We show that our agent is better equipped to work in teams without the guarantee of a shared mental model.
- Score: 13.637799815698559
- License: http://creativecommons.org/licenses/by/4.0/
- Abstract: When agents collaborate on a task, it is important that they have some shared
mental model of the task routines -- the set of feasible plans towards
achieving the goals. However, in reality, situations often arise that such a
shared mental model cannot be guaranteed, such as in ad-hoc teams where agents
may follow different conventions or when contingent constraints arise that only
some agents are aware of. Previous work on human-robot teaming has assumed that
the team has a set of shared routines, which breaks down in these situations.

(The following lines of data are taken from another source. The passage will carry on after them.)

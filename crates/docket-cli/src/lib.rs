//! # docket-cli — Command-Line Interface
//!
//! A clap front-end over `docket-engine`.
//!
//! ## Subcommands
//!
//! - `build`, `sign`, `verify`, `validate`, `correct`, `replicate`:
//!   document operations over `[infile] [outfile]`
//! - `keygen`: write a new Ed25519 key pair
//! - `bulk`: the bulk engine over stdin/stdout
//! - `serve`: the HTTP server
//!
//! ## Crate Policy
//!
//! - Argument parsing lives here; behaviour lives in the engine.
//! - Data goes to stdout, logs go to stderr.
//! - Pipeline failures print as `code=<n>, message=<text>` and exit 1.

pub mod bulk;
pub mod document;
pub mod io;
pub mod keys;
pub mod serve;

use std::io::{Read, Write};

use anyhow::{Context, Result};
use clap::{Args, Parser, Subcommand};
use docket_core::DocketError;

use crate::document::{BuildArgs, CorrectArgs, PlainArgs, SignArgs, VerifyArgs};
use crate::keys::KeygenArgs;
use crate::serve::ServeArgs;

/// Process electronic business documents.
#[derive(Parser, Debug)]
#[command(name = "docket", version, about, long_about = None)]
pub struct Cli {
    /// Log more. Repeat for more verbosity (-v, -vv, -vvv).
    #[arg(short, long, action = clap::ArgAction::Count, global = true)]
    pub verbose: u8,

    #[command(flatten)]
    pub global: GlobalOpts,

    #[command(subcommand)]
    pub command: Command,
}

/// Output flags accepted by every subcommand.
#[derive(Args, Debug, Default, Clone)]
pub struct GlobalOpts {
    /// Pretty-print JSON output.
    #[arg(short, long, global = true)]
    pub indent: bool,

    /// Overwrite the output file if it exists.
    #[arg(short, long, global = true)]
    pub force: bool,

    /// Write the result back to the input file.
    #[arg(short = 'w', long, global = true)]
    pub in_place: bool,
}

#[derive(Subcommand, Debug)]
pub enum Command {
    /// Calculate and validate a document, optionally inside an envelope.
    Build(BuildArgs),
    /// Build and sign an envelope.
    Sign(SignArgs),
    /// Check an envelope's signatures against a public key.
    Verify(VerifyArgs),
    /// Validate an envelope or document without changing it.
    Validate(PlainArgs),
    /// Issue a credit or debit note for an invoice.
    Correct(CorrectArgs),
    /// Copy a document with its identity reset.
    Replicate(PlainArgs),
    /// Generate an Ed25519 key pair.
    Keygen(KeygenArgs),
    /// Process a stream of JSON requests from stdin.
    Bulk,
    /// Serve the pipeline over HTTP.
    Serve(ServeArgs),
}

impl Cli {
    /// Log filter for the `-v` count.
    pub fn log_level(&self) -> &'static str {
        match self.verbose {
            0 => "warn",
            1 => "info",
            2 => "debug",
            _ => "trace",
        }
    }
}

/// Run a parsed command line.
pub fn run(cli: Cli, stdin: &mut dyn Read, stdout: &mut dyn Write) -> Result<()> {
    let opts = &cli.global;
    let registry = || docket_regimes::registry().context("loading rule sets");
    match &cli.command {
        Command::Build(args) => document::run_build(&registry()?, args, opts, stdin, stdout),
        Command::Sign(args) => document::run_sign(&registry()?, args, opts, stdin, stdout),
        Command::Verify(args) => document::run_verify(&registry()?, args, stdin),
        Command::Validate(args) => document::run_validate(&registry()?, args, stdin),
        Command::Correct(args) => document::run_correct(&registry()?, args, opts, stdin, stdout),
        Command::Replicate(args) => {
            document::run_replicate(&registry()?, args, opts, stdin, stdout)
        }
        Command::Keygen(args) => keys::run_keygen(args, opts, stdout),
        Command::Bulk => bulk::run_bulk(registry()?),
        Command::Serve(args) => serve::run_serve(registry()?, args),
    }
}

/// The line printed to stderr for a failure.
pub fn error_line(err: &anyhow::Error) -> String {
    match err.downcast_ref::<DocketError>() {
        Some(e) => e.render(),
        None => format!("{err:#}"),
    }
}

In this work, we leverage epistemic logic to enable agents to understand the
discrepancy in each other's beliefs about feasible plans and dynamically plan
their actions to adapt or communicate to resolve the discrepancy. We propose a
formalism that extends conditional doxastic logic to describe knowledge bases
in order to explicitly represent agents' nested beliefs on the feasible plans
and state of execution. We provide an online execution algorithm based on Monte
Carlo Tree Search for the agent to plan its action, including communication
actions to explain the feasibility of plans, announce intent, and ask
questions. Finally, we evaluate the success rate and scalability of the
algorithm and show that our agent is better equipped to work in teams without
the guarantee of a shared mental model.